Pull every line with the word "KeyEvent" out of the entries below.

[[ Data for review open ]]

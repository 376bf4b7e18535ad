use crossterm::event::{KeyCode, KeyEvent};
use ratatui::layout::{Position, Rect};
use ratatui::text::{Line, Span};
use ratatui::widgets::{Block, Borders, Clear, List, ListItem, Paragraph};
use ratatui::Frame;

use repasse_core::coordinator::Coordinator;
use repasse_core::session::SearchPhase;

use crate::action::{Action, FocusTarget};
use crate::component::Component;
use crate::theme::Theme;
use crate::widgets::text_input::{InputEdit, TextInput};

const PROMPT: &str = "> ";
const MAX_VISIBLE: usize = 8;

/// Municipality search field plus its suggestion dropdown.
pub struct SearchPanel {
    pub input: TextInput,
    theme: Theme,
    labels: Vec<String>,
    open: bool,
    highlighted: Option<usize>,
    selected_code: Option<u32>,
    phase: SearchPhase,
}

impl SearchPanel {
    pub fn new(theme: Theme) -> Self {
        Self {
            input: TextInput::new(),
            theme,
            labels: Vec::new(),
            open: false,
            highlighted: None,
            selected_code: None,
            phase: SearchPhase::Idle,
        }
    }

    /// Mirror the coordinator's search state.
    pub fn sync(&mut self, coordinator: &Coordinator) {
        if self.input.text() != coordinator.search_text() {
            self.input.set_text(coordinator.search_text());
        }
        let list = coordinator.suggestions();
        self.labels = list.items().iter().map(|c| c.label()).collect();
        self.open = list.is_open();
        self.highlighted = list.highlighted();
        self.selected_code = coordinator.selection().map(|c| c.code);
        self.phase = coordinator.search_phase();
    }

    pub fn is_open(&self) -> bool {
        self.open
    }

    /// Bracketed paste into the field.
    pub fn paste(&mut self, text: &str) -> Action {
        if self.input.insert_str(text) {
            Action::SearchTextChanged(self.input.text().to_string())
        } else {
            Action::None
        }
    }

    /// Where the dropdown goes: under the field, or above it when the
    /// screen has no room below.
    pub fn dropdown_area(&self, field: Rect, screen: Rect) -> Option<Rect> {
        if !self.open || self.labels.is_empty() {
            return None;
        }
        let height = self.labels.len().min(MAX_VISIBLE) as u16 + 2;
        let below = field.y + field.height;
        let y = if below + height <= screen.y + screen.height {
            below
        } else if field.y >= screen.y + height {
            field.y - height
        } else {
            return None;
        };
        Some(Rect {
            x: field.x,
            y,
            width: field.width,
            height,
        })
    }

    /// Index of the suggestion drawn at screen row `row`.
    pub fn suggestion_at(&self, dropdown: Rect, row: u16) -> Option<usize> {
        let first = dropdown.y + 1;
        if row < first || row >= dropdown.y + dropdown.height.saturating_sub(1) {
            return None;
        }
        let index = self.scroll_offset() + (row - first) as usize;
        (index < self.labels.len()).then_some(index)
    }

    fn scroll_offset(&self) -> usize {
        match self.highlighted {
            Some(h) if h >= MAX_VISIBLE => h + 1 - MAX_VISIBLE,
            _ => 0,
        }
    }

    pub fn render_dropdown(&self, frame: &mut Frame, area: Rect) {
        frame.render_widget(Clear, area);

        let total = self.labels.len();
        let title = if total > MAX_VISIBLE {
            format!(" Sugestões ({}/{}) ", MAX_VISIBLE, total)
        } else {
            format!(" Sugestões ({}) ", total)
        };
        let block = Block::default()
            .title(title)
            .borders(Borders::ALL)
            .border_style(self.theme.popup_border)
            .style(self.theme.dropdown);
        let inner = block.inner(area);
        frame.render_widget(block, area);

        let offset = self.scroll_offset();
        let items: Vec<ListItem> = self.labels[offset..]
            .iter()
            .take(MAX_VISIBLE)
            .enumerate()
            .map(|(i, label)| {
                let style = if self.highlighted == Some(offset + i) {
                    self.theme.highlight
                } else {
                    self.theme.dropdown
                };
                ListItem::new(Span::styled(label.as_str(), style))
            })
            .collect();

        frame.render_widget(List::new(items), inner);
    }
}

impl Component for SearchPanel {
    fn handle_key_event(&mut self, key: KeyEvent) -> Action {
        if self.open {
            match key.code {
                KeyCode::Down => return Action::SuggestionNext,
                KeyCode::Up => return Action::SuggestionPrev,
                KeyCode::Esc => return Action::DismissSuggestions,
                KeyCode::Enter if self.highlighted.is_some() => return Action::SelectHighlighted,
                _ => {}
            }
        } else {
            match key.code {
                // Bring back a list hidden by Esc or an outside click
                KeyCode::Down if !self.labels.is_empty() => {
                    return Action::FocusPanel(FocusTarget::Search)
                }
                KeyCode::Enter => return Action::FocusNext,
                _ => {}
            }
        }

        match self.input.handle_key(&key) {
            InputEdit::Changed => Action::SearchTextChanged(self.input.text().to_string()),
            InputEdit::Moved | InputEdit::Ignored => Action::None,
        }
    }

    fn render(&self, frame: &mut Frame, area: Rect, focused: bool) {
        let border_style = if focused {
            self.theme.border_focused
        } else {
            self.theme.border
        };

        let mut title = vec![Span::styled(" Município ", self.theme.header)];
        match (self.selected_code, self.phase) {
            (Some(code), _) => {
                title.push(Span::styled(format!("✓ {} ", code), self.theme.success))
            }
            (None, SearchPhase::Pending | SearchPhase::Fetching) => {
                title.push(Span::styled("buscando… ", self.theme.dimmed))
            }
            (None, SearchPhase::Idle) => {}
        }

        let block = Block::default()
            .title(Line::from(title))
            .borders(Borders::ALL)
            .border_style(border_style);
        let inner = block.inner(area);
        frame.render_widget(block, area);

        let line = self.input.line(
            PROMPT,
            self.theme.input_prompt,
            self.theme.normal,
            "digite ao menos 2 letras",
            self.theme.dimmed,
        );
        frame.render_widget(Paragraph::new(line), inner);

        if focused && inner.height > 0 {
            let x = inner.x + (PROMPT.len() + self.input.cursor()) as u16;
            frame.set_cursor_position(Position::new(
                x.min(inner.x + inner.width.saturating_sub(1)),
                inner.y,
            ));
        }
    }
}
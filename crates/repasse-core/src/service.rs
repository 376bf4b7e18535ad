use std::time::Duration;

use async_trait::async_trait;
use reqwest::{Client, StatusCode};
use serde::Deserialize;
use tracing::{debug, info};
use url::Url;

use crate::error::CoreError;
use crate::model::{Candidate, LookupRequest, LookupResult};

/// The remote search and lookup endpoints.
#[async_trait]
pub trait MunicipalityService: Send + Sync {
    /// Municipalities matching a free-text term.
    async fn search(&self, term: &str) -> Result<Vec<Candidate>, CoreError>;

    /// Transfer figures for one municipality over a period.
    async fn lookup(&self, request: &LookupRequest) -> Result<LookupResult, CoreError>;
}

/// Where and how to reach the lookup service.
#[derive(Debug, Clone, PartialEq, Eq, serde::Serialize, serde::Deserialize)]
pub struct ServiceSettings {
    #[serde(default = "default_base_url")]
    pub base_url: String,
    #[serde(default = "default_search_path")]
    pub search_path: String,
    #[serde(default = "default_lookup_path")]
    pub lookup_path: String,
    #[serde(default = "default_timeout")]
    pub timeout_secs: u64,
}

pub fn default_base_url() -> String {
    "http://localhost:8000".to_string()
}
pub fn default_search_path() -> String {
    "/municipios".to_string()
}
pub fn default_lookup_path() -> String {
    "/consulta".to_string()
}
pub fn default_timeout() -> u64 {
    60
}

impl Default for ServiceSettings {
    fn default() -> Self {
        Self {
            base_url: default_base_url(),
            search_path: default_search_path(),
            lookup_path: default_lookup_path(),
            timeout_secs: default_timeout(),
        }
    }
}

/// Resolve `path` under `base`, keeping any path prefix `base` already has.
pub fn endpoint(base: &str, path: &str) -> Result<Url, CoreError> {
    let mut base = Url::parse(base.trim())
        .map_err(|e| CoreError::InvalidEndpoint(format!("{}: {}", base, e)))?;

    if !matches!(base.scheme(), "http" | "https") {
        return Err(CoreError::InvalidEndpoint(format!(
            "unsupported scheme '{}'",
            base.scheme()
        )));
    }
    if !base.path().ends_with('/') {
        let with_slash = format!("{}/", base.path());
        base.set_path(&with_slash);
    }

    base.join(path.trim().trim_start_matches('/'))
        .map_err(|e| CoreError::InvalidEndpoint(format!("{}: {}", path, e)))
}

/// The lookup service over HTTP/JSON.
pub struct HttpService {
    client: Client,
    search_url: Url,
    lookup_url: Url,
}

impl HttpService {
    /// Build the client. Endpoints are validated here, not on first use.
    pub fn new(settings: &ServiceSettings) -> Result<Self, CoreError> {
        let search_url = endpoint(&settings.base_url, &settings.search_path)?;
        let lookup_url = endpoint(&settings.base_url, &settings.lookup_path)?;

        let client = Client::builder()
            .timeout(Duration::from_secs(settings.timeout_secs))
            .build()
            .map_err(|e| CoreError::Network(format!("Failed to create HTTP client: {}", e)))?;

        info!("lookup service: search={} lookup={}", search_url, lookup_url);

        Ok(Self {
            client,
            search_url,
            lookup_url,
        })
    }

    pub fn search_url(&self) -> &Url {
        &self.search_url
    }

    pub fn lookup_url(&self) -> &Url {
        &self.lookup_url
    }
}

#[async_trait]
impl MunicipalityService for HttpService {
    async fn search(&self, term: &str) -> Result<Vec<Candidate>, CoreError> {
        let response = self
            .client
            .get(self.search_url.clone())
            .query(&[("q", term)])
            .send()
            .await?;

        let status = response.status();
        let body = response.text().await?;
        debug!("search {:?}: HTTP {} ({} bytes)", term, status, body.len());
        decode_search(status, &body)
    }

    async fn lookup(&self, request: &LookupRequest) -> Result<LookupResult, CoreError> {
        let response = self
            .client
            .post(self.lookup_url.clone())
            .json(request)
            .send()
            .await?;

        let status = response.status();
        let body = response.text().await?;
        debug!(
            "lookup codigo={}: HTTP {} ({} bytes)",
            request.code(),
            status,
            body.len()
        );
        decode_lookup(status, &body)
    }
}

/// A lookup body is either the result or the backend's `{"erro": ...}` rejection.
#[derive(Deserialize)]
#[serde(untagged)]
enum LookupReply {
    Found(LookupResult),
    Rejected { erro: String },
}

fn check_status(status: StatusCode, body: &str) -> Result<(), CoreError> {
    if status.is_success() {
        return Ok(());
    }
    let message = if body.trim().is_empty() {
        status
            .canonical_reason()
            .unwrap_or("request failed")
            .to_string()
    } else {
        body.trim().chars().take(200).collect()
    };
    Err(CoreError::Server {
        status: status.as_u16(),
        message,
    })
}

pub fn decode_search(status: StatusCode, body: &str) -> Result<Vec<Candidate>, CoreError> {
    check_status(status, body)?;
    serde_json::from_str(body).map_err(|e| CoreError::Decode(e.to_string()))
}

pub fn decode_lookup(status: StatusCode, body: &str) -> Result<LookupResult, CoreError> {
    check_status(status, body)?;
    match serde_json::from_str::<LookupReply>(body) {
        Ok(LookupReply::Found(result)) => Ok(result),
        Ok(LookupReply::Rejected { erro }) => Err(CoreError::Server {
            status: status.as_u16(),
            message: erro,
        }),
        Err(e) => Err(CoreError::Decode(e.to_string())),
    }
}

#[cfg(test)]
mod tests {
    use super::*;

    #[test]
    fn test_endpoint_join() {
        let url = endpoint("http://localhost:8000", "/consulta").unwrap();
        assert_eq!(url.as_str(), "http://localhost:8000/consulta");

        let url = endpoint("https://example.org/api", "municipios").unwrap();
        assert_eq!(url.as_str(), "https://example.org/api/municipios");

        let url = endpoint("https://example.org/api/", "/consulta").unwrap();
        assert_eq!(url.as_str(), "https://example.org/api/consulta");
    }

    #[test]
    fn test_endpoint_rejects_bad_base() {
        assert!(matches!(
            endpoint("not a url", "/x"),
            Err(CoreError::InvalidEndpoint(_))
        ));
        assert!(matches!(
            endpoint("ftp://example.org", "/x"),
            Err(CoreError::InvalidEndpoint(_))
        ));
    }

    #[test]
    fn test_http_service_validates_eagerly() {
        let settings = ServiceSettings {
            base_url: "::nope::".to_string(),
            ..Default::default()
        };
        assert!(HttpService::new(&settings).is_err());

        let service = HttpService::new(&ServiceSettings::default()).unwrap();
        assert_eq!(
            service.lookup_url().as_str(),
            "http://localhost:8000/consulta"
        );
        assert_eq!(
            service.search_url().as_str(),
            "http://localhost:8000/municipios"
        );
    }

    #[test]
    fn test_decode_search() {
        let body = r#"[{"municipio":"Springfield","uf":"IL","codigo":123}]"#;
        let candidates = decode_search(StatusCode::OK, body).unwrap();
        assert_eq!(candidates, vec![Candidate::new(123, "Springfield", "IL")]);

        assert!(decode_search(StatusCode::OK, "[]").unwrap().is_empty());
    }

    #[test]
    fn test_decode_search_errors() {
        let err = decode_search(StatusCode::BAD_GATEWAY, "").unwrap_err();
        assert!(matches!(err, CoreError::Server { status: 502, .. }));

        let err = decode_search(StatusCode::OK, "<html>").unwrap_err();
        assert!(matches!(err, CoreError::Decode(_)));
    }

    #[test]
    fn test_decode_lookup() {
        let body = r#"{"municipio":"Springfield - IL","periodo":"01.01.2023 até 31.12.2023","fpm":10.5,"royalties":0,"todos":20}"#;
        let result = decode_lookup(StatusCode::OK, body).unwrap();
        assert_eq!(result.entity_label, "Springfield - IL");
        assert_eq!(result.fpm, 10.5);
        assert_eq!(result.royalties, 0.0);
    }

    #[test]
    fn test_decode_lookup_rejection() {
        let body = r#"{"erro":"Código do beneficiário inválido","codigo_recebido":0}"#;
        let err = decode_lookup(StatusCode::OK, body).unwrap_err();
        match err {
            CoreError::Server { status, message } => {
                assert_eq!(status, 200);
                assert_eq!(message, "Código do beneficiário inválido");
            }
            other => panic!("unexpected error: {:?}", other),
        }
    }

    #[test]
    fn test_decode_lookup_server_error() {
        let err = decode_lookup(StatusCode::INTERNAL_SERVER_ERROR, "boom").unwrap_err();
        assert!(err.to_string().contains("boom"));
    }
}
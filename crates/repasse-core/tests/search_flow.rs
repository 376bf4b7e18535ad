use std::sync::Mutex;
use std::time::{Duration, Instant};

use async_trait::async_trait;

use repasse_core::coordinator::{Applied, Coordinator, ResultView};
use repasse_core::error::{CoreError, ValidationError};
use repasse_core::history::HistoryCache;
use repasse_core::model::{Candidate, LookupRequest, LookupResult};
use repasse_core::render::ResultCard;
use repasse_core::service::MunicipalityService;
use repasse_core::session::SearchSettings;

/// In-process stand-in for the HTTP service that records every call.
#[derive(Default)]
struct FakeService {
    searches: Mutex<Vec<String>>,
    lookups: Mutex<Vec<serde_json::Value>>,
    fail_lookup: bool,
}

#[async_trait]
impl MunicipalityService for FakeService {
    async fn search(&self, term: &str) -> Result<Vec<Candidate>, CoreError> {
        self.searches.lock().unwrap().push(term.to_string());
        let all = [
            Candidate::new(123, "Springfield", "IL"),
            Candidate::new(456, "Springfield", "MO"),
            Candidate::new(789, "Shelbyville", "IL"),
        ];
        Ok(all
            .into_iter()
            .filter(|c| c.name.to_lowercase().starts_with(&term.to_lowercase()))
            .collect())
    }

    async fn lookup(&self, request: &LookupRequest) -> Result<LookupResult, CoreError> {
        self.lookups
            .lock()
            .unwrap()
            .push(serde_json::to_value(request).unwrap());
        if self.fail_lookup {
            return Err(CoreError::Network("connection refused".to_string()));
        }
        Ok(LookupResult {
            entity_label: format!("{} - {}", request.name(), request.region()),
            period_label: format!("{} até {}", request.start(), request.end()),
            fpm: 1_500_000.25,
            royalties: 32_000.0,
            todos: 2_000_000.0,
        })
    }
}

fn ms(n: u64) -> Duration {
    Duration::from_millis(n)
}

/// Feed `text` one character at a time, `gap` apart, firing any due search.
async fn type_text(
    c: &mut Coordinator,
    service: &FakeService,
    text: &str,
    start: Instant,
    gap: Duration,
) -> Instant {
    let mut now = start;
    for (i, ch) in text.char_indices() {
        now = start + gap * i as u32;
        c.text_changed(&text[..i + ch.len_utf8()], now);
        if let Some(ticket) = c.poll_search(now) {
            let outcome = service.search(&ticket.term).await;
            c.apply_suggestions(ticket.token, outcome);
        }
    }
    now
}

#[tokio::test]
async fn test_springfield_end_to_end() {
    let service = FakeService::default();
    let mut c = Coordinator::new(SearchSettings::default(), HistoryCache::in_memory(25));

    let t0 = Instant::now();
    let last = type_text(&mut c, &service, "Springfield", t0, ms(30)).await;
    assert!(service.searches.lock().unwrap().is_empty());

    let ticket = c.poll_search(last + ms(250)).expect("debounce should fire");
    let outcome = service.search(&ticket.term).await;
    assert_eq!(c.apply_suggestions(ticket.token, outcome), Applied::Shown(2));
    assert_eq!(*service.searches.lock().unwrap(), vec!["Springfield"]);

    let picked = c.select(0).cloned().unwrap();
    assert_eq!(picked, Candidate::new(123, "Springfield", "IL"));
    assert!(!c.suggestions().is_open());

    let request = c.begin_submit("2023-01-01", "2023-12-31").unwrap().unwrap();
    let outcome = service.lookup(&request).await;
    c.finish_submit(outcome);

    assert_eq!(
        service.lookups.lock().unwrap()[0],
        serde_json::json!({
            "codigo": 123,
            "nome": "Springfield",
            "uf": "IL",
            "data_inicio": "01.01.2023",
            "data_fim": "31.12.2023"
        })
    );
    assert!(matches!(c.display(), ResultView::Result(_)));
    assert_eq!(c.history().len(), 1);
    assert!(!c.is_submitting());
}

#[tokio::test]
async fn test_short_terms_issue_no_calls() {
    let service = FakeService::default();
    let mut c = Coordinator::new(SearchSettings::default(), HistoryCache::in_memory(25));

    let t0 = Instant::now();
    for text in ["", "S", " S ", "é"] {
        c.text_changed(text, t0);
        assert!(c.poll_search(t0 + ms(10_000)).is_none());
        assert!(!c.suggestions().is_open());
    }
    assert!(service.searches.lock().unwrap().is_empty());
}

#[tokio::test]
async fn test_out_of_order_responses_keep_latest() {
    let service = FakeService::default();
    let mut c = Coordinator::new(SearchSettings::default(), HistoryCache::in_memory(25));
    let t0 = Instant::now();

    c.text_changed("Sh", t0);
    let older = c.poll_search(t0 + ms(250)).unwrap();
    c.text_changed("Sp", t0 + ms(300));
    let newer = c.poll_search(t0 + ms(550)).unwrap();

    let older_call = service.search(&older.term);
    let newer_call = service.search(&newer.term);

    // Newer resolves first, older arrives late
    let newer_outcome = newer_call.await;
    let older_outcome = older_call.await;
    assert_eq!(c.apply_suggestions(newer.token, newer_outcome), Applied::Shown(2));
    assert_eq!(c.apply_suggestions(older.token, older_outcome), Applied::Stale);
    assert!(c.suggestions().items().iter().all(|s| s.name == "Springfield"));

    // Same calls, resolved in issue order
    let mut c = Coordinator::new(SearchSettings::default(), HistoryCache::in_memory(25));
    c.text_changed("Sh", t0);
    let older = c.poll_search(t0 + ms(250)).unwrap();
    c.text_changed("Sp", t0 + ms(300));
    let newer = c.poll_search(t0 + ms(550)).unwrap();
    let older_outcome = service.search(&older.term).await;
    let newer_outcome = service.search(&newer.term).await;
    assert_eq!(c.apply_suggestions(older.token, older_outcome), Applied::Stale);
    assert_eq!(c.apply_suggestions(newer.token, newer_outcome), Applied::Shown(2));
}

#[tokio::test]
async fn test_submit_after_edit_issues_no_lookup() {
    let service = FakeService::default();
    let mut c = Coordinator::new(SearchSettings::default(), HistoryCache::in_memory(25));
    let t0 = Instant::now();

    c.text_changed("Shelby", t0);
    let ticket = c.poll_search(t0 + ms(250)).unwrap();
    let outcome = service.search(&ticket.term).await;
    c.apply_suggestions(ticket.token, outcome);
    c.select(0).unwrap();

    c.text_changed("Shelbyville - I", t0 + ms(1000));
    let result = c.begin_submit("2023-01-01", "2023-12-31");
    assert_eq!(result, Err(ValidationError::NoSelection));
    assert!(!c.is_submitting());
    assert!(service.lookups.lock().unwrap().is_empty());
}

#[tokio::test]
async fn test_lookup_failure_reenables_submit() {
    let service = FakeService {
        fail_lookup: true,
        ..Default::default()
    };
    let mut c = Coordinator::new(SearchSettings::default(), HistoryCache::in_memory(25));
    let t0 = Instant::now();
    c.text_changed("Spring", t0);
    let ticket = c.poll_search(t0 + ms(250)).unwrap();
    let outcome = service.search(&ticket.term).await;
    c.apply_suggestions(ticket.token, outcome);
    c.select(1).unwrap();

    let request = c.begin_submit("2024-01-01", "2024-01-31").unwrap().unwrap();
    assert!(c.is_submitting());
    let outcome = service.lookup(&request).await;
    c.finish_submit(outcome);

    assert!(matches!(c.display(), ResultView::Failed(_)));
    assert!(!c.is_submitting());
    assert!(c.history().is_empty());
}

#[tokio::test]
async fn test_history_survives_restart_and_replays_identically() {
    let dir = tempfile::tempdir().unwrap();
    let path = dir.path().join("historico.json");
    let service = FakeService::default();

    let fresh_card = {
        let mut c = Coordinator::new(SearchSettings::default(), HistoryCache::load(&path, 25));
        let t0 = Instant::now();
        c.text_changed("Springfield", t0);
        let ticket = c.poll_search(t0 + ms(250)).unwrap();
        let outcome = service.search(&ticket.term).await;
        c.apply_suggestions(ticket.token, outcome);
        c.select(0).unwrap();
        let request = c.begin_submit("2023-01-01", "2023-12-31").unwrap().unwrap();
        let outcome = service.lookup(&request).await;
        c.finish_submit(outcome);
        c.displayed_card().unwrap()
    };

    let mut c = Coordinator::new(SearchSettings::default(), HistoryCache::load(&path, 25));
    assert_eq!(c.history().len(), 1);
    let lookups_before = service.lookups.lock().unwrap().len();

    let replayed = c.replay(0).cloned().unwrap();
    assert_eq!(ResultCard::from(&replayed), fresh_card);
    assert_eq!(c.displayed_card().unwrap(), fresh_card);
    assert_eq!(service.lookups.lock().unwrap().len(), lookups_before);
    assert!(c.selection().is_none());
}

#[tokio::test]
async fn test_history_keeps_most_recent_capacity_entries() {
    let dir = tempfile::tempdir().unwrap();
    let path = dir.path().join("historico.json");
    let service = FakeService::default();
    let mut c = Coordinator::new(SearchSettings::default(), HistoryCache::load(&path, 25));

    let t0 = Instant::now();
    c.text_changed("Springfield", t0);
    let ticket = c.poll_search(t0 + ms(250)).unwrap();
    let outcome = service.search(&ticket.term).await;
    c.apply_suggestions(ticket.token, outcome);
    c.select(0).unwrap();

    for day in 1..=30 {
        let date = format!("2023-01-{:02}", day);
        let request = c.begin_submit(&date, &date).unwrap().unwrap();
        let outcome = service.lookup(&request).await;
        c.finish_submit(outcome);
    }

    let history = c.history().all();
    assert_eq!(history.len(), 25);
    assert_eq!(history[0].period_label, "30.01.2023 até 30.01.2023");
    assert_eq!(history[24].period_label, "06.01.2023 até 06.01.2023");

    let reloaded = HistoryCache::load(&path, 25);
    assert_eq!(reloaded.all(), history);
}
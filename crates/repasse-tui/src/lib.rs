//! Terminal front end: one screen with the municipality search, the period
//! form, the result card and the replayable history.

pub mod action;
pub mod app;
pub mod component;
pub mod components;
pub mod config;
pub mod event;
pub mod focus;
pub mod keymap;
pub mod theme;
pub mod tui;
pub mod widgets;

[[ Data for review closed ]]

## Output
use crossterm::event::{KeyCode, KeyEvent};
    fn handle_key_event(&mut self, key: KeyEvent) -> Action {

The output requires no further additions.